Cruzando la frontera entre México y Guatemala

El otro día un tipo muy filosófico nos dijo, cervezas mediante, que el mundo entero se aparta cuando ve pasar un hombre que sabe a dónde va. El problema es que nosotros no lo teníamos muy claro. El siguiente destino era Guatemala, pero había varias opciones para entrar, aparte de la más rápida, el avión, que no entraba en el presupuesto. Desde donde nos encontrábamos, San Cristóbal, lo más fácil parecía llegar a Comitán, donde se encuentra el cañón del sumidero, y desde ahí, cruzar en autobús. La otra era subir a Palanque y cruzar la selva de Lacandona en barca desde la frontera Corozal. Después de muchas vueltas decidiendo entre cañón del sumidero o selva de Lacandona y Palanque, decidimos que aunque hubiera que coger de nuevo varios autobuses, una furgoneta y la barca, Lacandona y Palanque prometían mucho. En lo de las ruinas no nos equivocábamos: Palenque tiene una fama merecida albergando una de las ciudades mayas mejor conservadas en mitad de un paraíso natural. Donde no andamos muy finos fue en el recorrido por la selva.

Y no porque la selva no fuera tan espectacular como nos habían contado por aquí, sino porque la vimos desde la ventana de una furgoneta. Para disfrutar de ella tendríamos que haber cogido un guía durante un día para cruzar a la mañana siguiente el río Usumacinta que separa México y Guatemala, pero nos enteramos algo tarde (unas horas después de hacer el recorrido para ser exactos). El paseo en barca tampoco fue lo prometido: en menos de dos minutos el barquero gritó, «¡Guatemala!», así que la media hora de la que nos hablaron quedó bastante reducida. Luego supimos por qué: resulta que la barca nos dejó en La Técnica en lugar de en Bethel, frontera real, donde sellan el pasaporte, así que anduvimos cerca de una hora de ilegales en Guatemala sin saberlo y tan contentos.

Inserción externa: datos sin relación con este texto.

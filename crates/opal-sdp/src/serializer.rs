use std::fmt::Write as _;

use crate::session::SdpSession;

/// Emit an SDP session description (spec §4.3 emit order): `v=`, `o=`,
/// `s=`, an optional `c=` when every media block shares one address, an
/// optional `b=`, the mandatory `t=0 0`, the session direction, then
/// each media block in turn.
pub fn serialize_sdp(session: &SdpSession) -> String {
    let mut out = String::new();

    let _ = writeln!(out, "v={}", session.version);
    let _ = writeln!(
        out,
        "o={} {} {} IN IP4 {}",
        session.origin.username,
        session.origin.session_id,
        session.origin.session_version,
        session.origin.address
    );
    let _ = writeln!(out, "s={}", session.session_name);

    if let Some(common) = common_connection(session) {
        let _ = writeln!(out, "c=IN IP4 {common}");
    } else if let Some(conn) = &session.connection {
        let _ = writeln!(out, "c=IN IP4 {}", conn.address);
    }

    if let Some(kbps) = session.bandwidth_kbps {
        let _ = writeln!(out, "b=AS:{kbps}");
    }

    let _ = writeln!(out, "t=0 0");

    if let Some(dir) = session.direction {
        let _ = writeln!(out, "a={}", dir.as_sdp_token());
    }

    for md in &session.media_descriptions {
        write_media(&mut out, md, session);
    }

    out
}

/// When every media description carries the same connection address,
/// hoist it to the session level instead of repeating a `c=` per block.
fn common_connection(session: &SdpSession) -> Option<String> {
    if session.media_descriptions.is_empty() {
        return None;
    }
    let mut addrs = session
        .media_descriptions
        .iter()
        .map(|md| md.connection.as_ref().map(|c| c.address.as_str()));
    let first = addrs.next()??;
    if addrs.all(|a| a == Some(first)) {
        Some(first.to_string())
    } else {
        None
    }
}

fn write_media(out: &mut String, md: &crate::media::MediaDescription, session: &SdpSession) {
    let pts: Vec<String> = md.formats.iter().map(|f| f.payload_type.to_string()).collect();
    let port_field = match md.port_count {
        Some(count) => format!("{}/{}", md.port, count),
        None => md.port.to_string(),
    };
    let _ = writeln!(
        out,
        "m={} {} {} {}",
        md.media_type,
        port_field,
        md.transport,
        pts.join(" ")
    );

    let hoisted = common_connection(session).is_some();
    if !hoisted {
        if let Some(conn) = &md.connection {
            let _ = writeln!(out, "c=IN IP4 {}", conn.address);
        }
    }

    for f in &md.formats {
        let enc = match &f.encoding_params {
            Some(p) => format!("{}/{}/{}", f.encoding_name, f.clock_rate, p),
            None => format!("{}/{}", f.encoding_name, f.clock_rate),
        };
        let _ = writeln!(out, "a=rtpmap:{} {enc}", f.payload_type);

        if let Some(opaque) = &f.fmtp_opaque {
            let _ = writeln!(out, "a=fmtp:{} {opaque}", f.payload_type);
        } else if !f.fmtp_params.is_empty() {
            let params: Vec<String> = f
                .fmtp_params
                .iter()
                .map(|(k, v)| format!("{k}={v}"))
                .collect();
            let _ = writeln!(out, "a=fmtp:{} {}", f.payload_type, params.join(";"));
        }
    }

    if let Some(ptime) = md.ptime_ms {
        let _ = writeln!(out, "a=ptime:{ptime}");
    }
    if let Some(maxptime) = md.maxptime_ms {
        let _ = writeln!(out, "a=maxptime:{maxptime}");
    }

    if let Some(dir) = md.direction {
        let _ = writeln!(out, "a={}", dir.as_sdp_token());
    }
}

#[cfg(test)]
mod tests {
    use super::*;
    use crate::direction::Direction;
    use crate::media::{MediaDescription, SdpMediaFormat};
    use crate::parser::parse_sdp;
    use crate::session::Origin;

    fn sample_session() -> SdpSession {
        let origin = Origin {
            username: "-".to_string(),
            session_id: "123456".to_string(),
            session_version: "1".to_string(),
            address: "192.0.2.1".to_string(),
        };
        let mut session = SdpSession::new(origin, "-");
        session.connection = Some(crate::session::ConnectionData {
            address: "192.0.2.1".to_string(),
        });

        let mut md = MediaDescription::new("audio", 49170, "RTP/AVP");
        md.formats.push(SdpMediaFormat::new(0, "PCMU", 8000));
        md.direction = Some(Direction::SendRecv);
        md.connection = Some(crate::session::ConnectionData {
            address: "192.0.2.1".to_string(),
        });
        session.media_descriptions.push(md);
        session
    }

    #[test]
    fn round_trip_preserves_port_formats_and_direction() {
        let original = sample_session();
        let text = serialize_sdp(&original);
        let parsed = parse_sdp(&text).unwrap();

        assert_eq!(parsed.media_descriptions.len(), 1);
        let md = &parsed.media_descriptions[0];
        let orig_md = &original.media_descriptions[0];
        assert_eq!(md.port, orig_md.port);
        assert_eq!(md.formats, orig_md.formats);
        assert_eq!(md.direction, orig_md.direction);
    }

    #[test]
    fn shared_connection_address_is_hoisted_to_session_level() {
        let session = sample_session();
        let text = serialize_sdp(&session);
        let session_lines: Vec<&str> = text.lines().take_while(|l| !l.starts_with("m=")).collect();
        assert!(session_lines.iter().any(|l| l.starts_with("c=IN IP4 192.0.2.1")));

        let media_lines: Vec<&str> = text.lines().skip_while(|l| !l.starts_with("m=")).collect();
        assert!(!media_lines.iter().any(|l| l.starts_with("c=")));
    }

    #[test]
    fn codec_preference_reorder_round_trips() {
        let mut session = sample_session();
        session.media_descriptions[0]
            .formats
            .push(SdpMediaFormat::new(8, "PCMA", 8000));
        // Simulate re-ordering preference: PCMA before PCMU.
        session.media_descriptions[0].formats.reverse();

        let text = serialize_sdp(&session);
        let parsed = parse_sdp(&text).unwrap();
        let names: Vec<&str> = parsed.media_descriptions[0]
            .formats
            .iter()
            .map(|f| f.encoding_name.as_str())
            .collect();
        assert_eq!(names, vec!["PCMA", "PCMU"]);
    }
}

Bethel y La Técnica están separadas por 10 kilómetros de camino -no es carretera asfaltada- que en el autobús de segunda clase que cogimos se recorren en unos 70 minutos. Lo bueno es que el viaje desde allí hasta Flores -unas 5 horas- no tuvo desperdicio. Los compañeros de autobús -una mujer que viajaba con su bombona de butano, algunos estudiantes que salían de la escuela, un tipo con un saco enorme de mazorcas de maíz, una familia de 9 miembros que iba a visitar a la abuela…- amenizaron el viaje contando que las cuevas que vimos por el camino cobijaron a los guerrilleros no hace tantos años, lo que dio para una charla política en la que no todos compartían opiniones. También conocimos a tres viajeros que hicieron la misma ruta que nosotros: Joe, un entusiasta escocés muy divertido que pensaba quedarse 6 meses entre Centroamérica y Sudamérica, a quien todo le parecía no bien, sino mejor; Valerio, un italiano muy viajado y también de sonrisa fácil que sí había ido a Comitán y nos puso los dientes largos con sus fotos; y Tate, un neoyorquino que venía de grabar el día de los muertos para un documental.

Los cinco nos quedamos en Flores, una isla en el lago Peten Itza muy tranquila. Es parada casi obligada para todos los turistas que entran en Guatemala, y de hecho funciona por y para el turista: restaurantes de distintas partes del mundo, hoteles y hostels por todos  lados y muchos guías intentando haciendo hacer negocio, como en toda localidad dedicada a los extranjeros. Aún así, tiene el encanto del paseo alrededor del lago, donde te puedes bañar. Un día largo y cansado, pero muy entretenido. Como nos dijo ayer Angélica, una camarera de Antigua, «qué lindo es viajar, pero cómo cansa a veces».